Using the entries below, show all lines with the string "body".

Collected data:

....

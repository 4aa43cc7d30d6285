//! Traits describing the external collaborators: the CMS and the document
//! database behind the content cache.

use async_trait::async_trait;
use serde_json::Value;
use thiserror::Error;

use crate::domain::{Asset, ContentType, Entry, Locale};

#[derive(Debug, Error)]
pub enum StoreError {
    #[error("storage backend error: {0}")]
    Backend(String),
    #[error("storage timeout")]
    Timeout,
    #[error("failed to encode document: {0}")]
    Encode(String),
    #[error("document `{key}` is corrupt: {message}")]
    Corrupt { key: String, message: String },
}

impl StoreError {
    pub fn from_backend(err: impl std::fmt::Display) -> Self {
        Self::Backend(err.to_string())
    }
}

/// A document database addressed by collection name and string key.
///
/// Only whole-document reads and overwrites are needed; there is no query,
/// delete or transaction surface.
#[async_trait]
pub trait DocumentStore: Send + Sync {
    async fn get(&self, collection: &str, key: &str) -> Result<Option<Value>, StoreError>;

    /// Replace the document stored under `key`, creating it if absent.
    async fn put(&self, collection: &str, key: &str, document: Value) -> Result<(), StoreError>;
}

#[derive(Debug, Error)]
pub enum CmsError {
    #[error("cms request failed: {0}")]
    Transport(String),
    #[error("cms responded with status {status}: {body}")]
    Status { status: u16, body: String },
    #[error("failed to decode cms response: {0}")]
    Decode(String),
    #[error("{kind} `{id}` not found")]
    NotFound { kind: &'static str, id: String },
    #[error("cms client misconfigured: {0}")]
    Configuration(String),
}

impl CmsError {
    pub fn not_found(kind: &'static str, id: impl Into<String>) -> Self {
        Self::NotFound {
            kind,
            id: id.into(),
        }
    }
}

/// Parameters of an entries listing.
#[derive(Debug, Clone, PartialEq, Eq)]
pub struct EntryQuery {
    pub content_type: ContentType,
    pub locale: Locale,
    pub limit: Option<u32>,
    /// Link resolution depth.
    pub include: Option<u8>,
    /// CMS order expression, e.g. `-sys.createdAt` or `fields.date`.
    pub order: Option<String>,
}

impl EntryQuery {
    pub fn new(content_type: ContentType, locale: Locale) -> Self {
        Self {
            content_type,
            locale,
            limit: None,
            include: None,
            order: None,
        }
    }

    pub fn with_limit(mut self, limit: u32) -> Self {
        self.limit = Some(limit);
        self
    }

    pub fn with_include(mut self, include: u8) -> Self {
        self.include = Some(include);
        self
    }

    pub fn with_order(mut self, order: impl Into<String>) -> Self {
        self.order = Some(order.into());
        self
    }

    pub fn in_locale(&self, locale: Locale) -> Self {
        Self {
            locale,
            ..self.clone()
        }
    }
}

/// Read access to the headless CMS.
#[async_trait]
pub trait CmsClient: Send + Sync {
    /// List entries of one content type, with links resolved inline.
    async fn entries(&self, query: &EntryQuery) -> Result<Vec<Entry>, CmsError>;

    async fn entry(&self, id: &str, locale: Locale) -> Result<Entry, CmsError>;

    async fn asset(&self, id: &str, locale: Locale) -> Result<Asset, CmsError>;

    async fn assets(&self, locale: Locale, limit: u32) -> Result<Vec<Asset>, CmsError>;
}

....

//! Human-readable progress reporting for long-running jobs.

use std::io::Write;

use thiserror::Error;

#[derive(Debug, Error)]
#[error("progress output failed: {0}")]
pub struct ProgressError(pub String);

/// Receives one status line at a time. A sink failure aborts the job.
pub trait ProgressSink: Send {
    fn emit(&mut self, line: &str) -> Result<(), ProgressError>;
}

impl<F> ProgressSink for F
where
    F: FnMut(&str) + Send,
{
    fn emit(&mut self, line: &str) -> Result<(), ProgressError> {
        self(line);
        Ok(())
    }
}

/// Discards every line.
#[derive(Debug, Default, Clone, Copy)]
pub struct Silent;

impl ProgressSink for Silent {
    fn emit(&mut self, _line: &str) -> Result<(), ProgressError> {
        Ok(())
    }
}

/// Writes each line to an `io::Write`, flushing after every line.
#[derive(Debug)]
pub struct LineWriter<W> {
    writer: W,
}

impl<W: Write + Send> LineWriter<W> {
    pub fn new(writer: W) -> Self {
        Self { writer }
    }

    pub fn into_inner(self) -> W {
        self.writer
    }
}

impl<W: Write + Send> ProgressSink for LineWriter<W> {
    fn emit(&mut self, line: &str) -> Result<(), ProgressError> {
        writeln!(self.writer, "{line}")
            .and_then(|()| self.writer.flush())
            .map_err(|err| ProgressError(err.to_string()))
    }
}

....

§ Response
    #[error("cms responded with status {status}: {body}")]
    Status { status: u16, body: String },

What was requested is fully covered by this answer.